(Collected data)
*** Begin section ***
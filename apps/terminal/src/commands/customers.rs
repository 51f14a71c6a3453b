//! # Customer Commands
//!
//! Customer records and their khatha (credit ledger).
//!
//! ## Customer Page
//! ```text
//! ┌─────────────────────────────────────────────────────────────────────────┐
//! │  khatha customers show 12 --sort amount                                │
//! │                                                                         │
//! │  Ramesh (9876543210)  points 120  due ₹450.00                          │
//! │  ─────────────────────────────────────────────────────────────         │
//! │  Id   Date        Type      Amount    Paid     Due     Items           │
//! │  88   2024-05-01  GAVE      ₹500.00   ₹50.00   ₹450.00 Rice x2         │
//! │  ─────────────────────────────────────────────────────────────         │
//! │  Billed ₹500.00  Paid ₹50.00  Due ₹450.00                             │
//! │  Scheme ₹1500.00 of ₹6000.00 (25%)  ■■■□□□□□□□□□                        │
//! └─────────────────────────────────────────────────────────────────────────┘
//! ```

use serde::Serialize;
use tracing::{info, warn};

use khatha_client::workflow::{BillImage, CustomerLedger, LedgerWorkflow};
use khatha_client::KhathaApi;
use khatha_core::bill_items::BillItems;
use khatha_core::ledger::{BillUpdate, LedgerEntry, SchemeProgress, Statement};
use khatha_core::{Bill, Customer, NewCustomer, Payment, Product};

use crate::cli::{CustomersCommand, EntryArgs, EntryKind};
use crate::commands::{confirm_or_cancel, retailer_api, Reply};
use crate::error::{CommandError, CommandResult};
use crate::prompt::Prompt;
use crate::state::AppState;
use crate::view;

#[derive(Debug, Clone, Serialize)]
#[serde(rename_all = "camelCase")]
struct LedgerView<'a> {
    customer: &'a Customer,
    bills: &'a [Bill],
    statement: Statement,
    scheme: SchemeProgress,
}

pub async fn run(state: &AppState, cmd: CustomersCommand, prompt: &mut dyn Prompt) -> CommandResult<Reply> {
    let (api, retailer_id) = retailer_api(state).await?;

    match cmd {
        CustomersCommand::List { search } => {
            let mut customers = api.customers().list().await?;
            if let Some(term) = search.as_deref().map(str::trim).filter(|t| !t.is_empty()) {
                let term = term.to_lowercase();
                customers.retain(|c| c.name.to_lowercase().contains(&term) || c.phone.contains(&term));
            }
            Reply::new(render_list(&customers), &customers)
        }
        CustomersCommand::Add { name, phone, email } => {
            let customer = api
                .customers()
                .create(&NewCustomer {
                    name: name.trim().to_string(),
                    phone: phone.trim().to_string(),
                    email: email.map(|e| e.trim().to_string()).filter(|e| !e.is_empty()),
                })
                .await?;
            Reply::new(format!("Customer {} added (id {})", customer.name, customer.id), &customer)
        }
        CustomersCommand::Show { id, sort } => {
            let ledger = LedgerWorkflow::new(&api).load(id, sort).await?;
            let catalog = catalog_for_summaries(&api).await;
            let data = LedgerView {
                customer: &ledger.customer,
                bills: &ledger.bills,
                statement: ledger.statement,
                scheme: ledger.scheme,
            };
            Reply::new(render_ledger(&ledger, &catalog), &data)
        }
        CustomersCommand::Delete { id, yes } => {
            confirm_or_cancel(prompt, yes, &format!("Delete customer {} and their khatha?", id))?;
            api.customers().delete(id).await?;
            Ok(Reply::message(format!("Customer {} deleted", id)))
        }
        CustomersCommand::Email { id, email } => {
            api.customers().update_email(id, email.trim()).await?;
            Ok(Reply::message(format!("Email updated for customer {}", id)))
        }
        CustomersCommand::Entry(args) => add_entry(&api, args).await,
        CustomersCommand::Scheme { id, monthly, target } => {
            let progress = LedgerWorkflow::new(&api).set_scheme(id, monthly, target).await?;
            Reply::new(render_scheme(&progress), &progress)
        }
        CustomersCommand::EditBill {
            bill,
            amount,
            paid,
            status,
            mode,
        } => {
            let update = BillUpdate::new(amount, paid, status, mode, retailer_id);
            LedgerWorkflow::new(&api).edit_bill(bill, &update).await?;
            Reply::new(
                format!("Bill {} updated: {} paid of {}, due {}", bill, paid, amount, update.due_amount),
                &update,
            )
        }
        CustomersCommand::Notify { id } => {
            let message = api.notifications().notify_customer(id).await?;
            Ok(Reply::message(if message.trim().is_empty() {
                format!("Customer {} notified", id)
            } else {
                message
            }))
        }
        CustomersCommand::Pay { id, amount, mode, note } => {
            let payment = api
                .payments()
                .record(
                    id,
                    &Payment {
                        id: None,
                        amount,
                        mode,
                        note,
                    },
                )
                .await?;
            Reply::new(format!("Payment of {} recorded for customer {}", payment.amount, id), &payment)
        }
        CustomersCommand::Payments => {
            let payments = api.payments().list().await?;
            let rows: Vec<Vec<String>> = payments
                .iter()
                .map(|p| {
                    vec![
                        p.id.map(|id| id.to_string()).unwrap_or_default(),
                        p.amount.to_string(),
                        view::opt(&p.mode),
                        view::opt(&p.note),
                    ]
                })
                .collect();
            Reply::new(
                view::table_or_empty(&["Id", "Amount", "Mode", "Note"], &rows, "No payments recorded"),
                &payments,
            )
        }
    }
}

async fn add_entry(api: &KhathaApi, args: EntryArgs) -> CommandResult<Reply> {
    let entry = match args.kind {
        EntryKind::Gave => LedgerEntry::Gave {
            amount: args.amount,
            items: args.note,
        },
        EntryKind::Received => LedgerEntry::Received {
            amount: args.amount,
            note: args.note,
        },
        EntryKind::Scheme => LedgerEntry::Scheme {
            amount: args.amount,
            note: args.note,
        },
    };

    let image = match args.image {
        Some(path) => {
            let bytes = tokio::fs::read(&path)
                .await
                .map_err(|e| CommandError::validation(format!("Cannot read {}: {}", path.display(), e)))?;
            let file_name = path
                .file_name()
                .map(|n| n.to_string_lossy().into_owned())
                .unwrap_or_else(|| "bill.jpg".to_string());
            Some(BillImage::new(file_name, bytes))
        }
        None => None,
    };

    let saved = LedgerWorkflow::new(api)
        .add_entry(args.customer, &entry, args.date, image)
        .await?;
    info!(customer_id = args.customer, bill_id = saved.bill.id, "Ledger entry added");

    let mut text = format!(
        "{} entry of {} saved for customer {} (bill {})",
        bill_kind(&saved.bill),
        entry.amount(),
        args.customer,
        saved.bill.id
    );
    if let Some(err) = &saved.image_error {
        text.push_str(&format!("\nPhoto not uploaded: {}", err));
    }
    Reply::new(
        text,
        &serde_json::json!({ "bill": saved.bill, "imageError": saved.image_error }),
    )
}

/// Catalogue for naming legacy barcode items; bills still list without it.
pub(crate) async fn catalog_for_summaries(api: &KhathaApi) -> Vec<Product> {
    match api.products().list().await {
        Ok(products) => products,
        Err(e) => {
            warn!(error = %e, "Catalogue not loaded; items shown by barcode");
            Vec::new()
        }
    }
}

// =============================================================================
// Rendering
// =============================================================================

fn bill_kind(bill: &Bill) -> String {
    format!("{:?}", bill.bill_type).to_uppercase()
}

fn render_list(customers: &[Customer]) -> String {
    let rows: Vec<Vec<String>> = customers
        .iter()
        .map(|c| {
            vec![
                c.id.to_string(),
                c.name.clone(),
                c.phone.clone(),
                c.loyalty_points.to_string(),
                c.due_amount.to_string(),
            ]
        })
        .collect();
    view::table_or_empty(&["Id", "Name", "Phone", "Points", "Due"], &rows, "No customers yet")
}

fn render_scheme(progress: &SchemeProgress) -> String {
    let months: String = progress.months().map(|paid| if paid { '■' } else { '□' }).collect();
    format!(
        "Scheme {} of {} ({}%)  {}  {} month(s) paid at {}",
        progress.collected_amount,
        progress.target_amount,
        progress.percent,
        months,
        progress.months_paid,
        progress.monthly_amount
    )
}

fn render_ledger(ledger: &CustomerLedger, catalog: &[Product]) -> String {
    let c = &ledger.customer;
    let header = format!(
        "{} ({})  points {}  due {}",
        c.name, c.phone, c.loyalty_points, c.due_amount
    );

    let rows: Vec<Vec<String>> = ledger
        .bills
        .iter()
        .map(|b| {
            let date = b
                .bill_date
                .as_deref()
                .or(b.created_at.as_deref())
                .map(|d| d.chars().take(10).collect())
                .unwrap_or_default();
            vec![
                b.id.to_string(),
                date,
                bill_kind(b),
                b.amount.to_string(),
                b.paid_amount.to_string(),
                b.due_amount.to_string(),
                BillItems::decode(b.items.as_deref()).summary(catalog),
            ]
        })
        .collect();

    let s = &ledger.statement;
    format!(
        "{}\n\n{}\n\nBilled {}  Paid {}  Due {}  Redeemed {}\n{}",
        header,
        view::table_or_empty(
            &["Id", "Date", "Type", "Amount", "Paid", "Due", "Items"],
            &rows,
            "No bills yet"
        ),
        s.total_billed,
        s.total_paid,
        s.total_due,
        s.redeemed_points,
        render_scheme(&ledger.scheme)
    )
}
*** End section ***
## The problem:
Pull out every line above that holds the word "CustomerLedger".

## Expected answer:
use khatha_client::workflow::{BillImage, CustomerLedger, LedgerWorkflow};
fn render_ledger(ledger: &CustomerLedger, catalog: &[Product]) -> String {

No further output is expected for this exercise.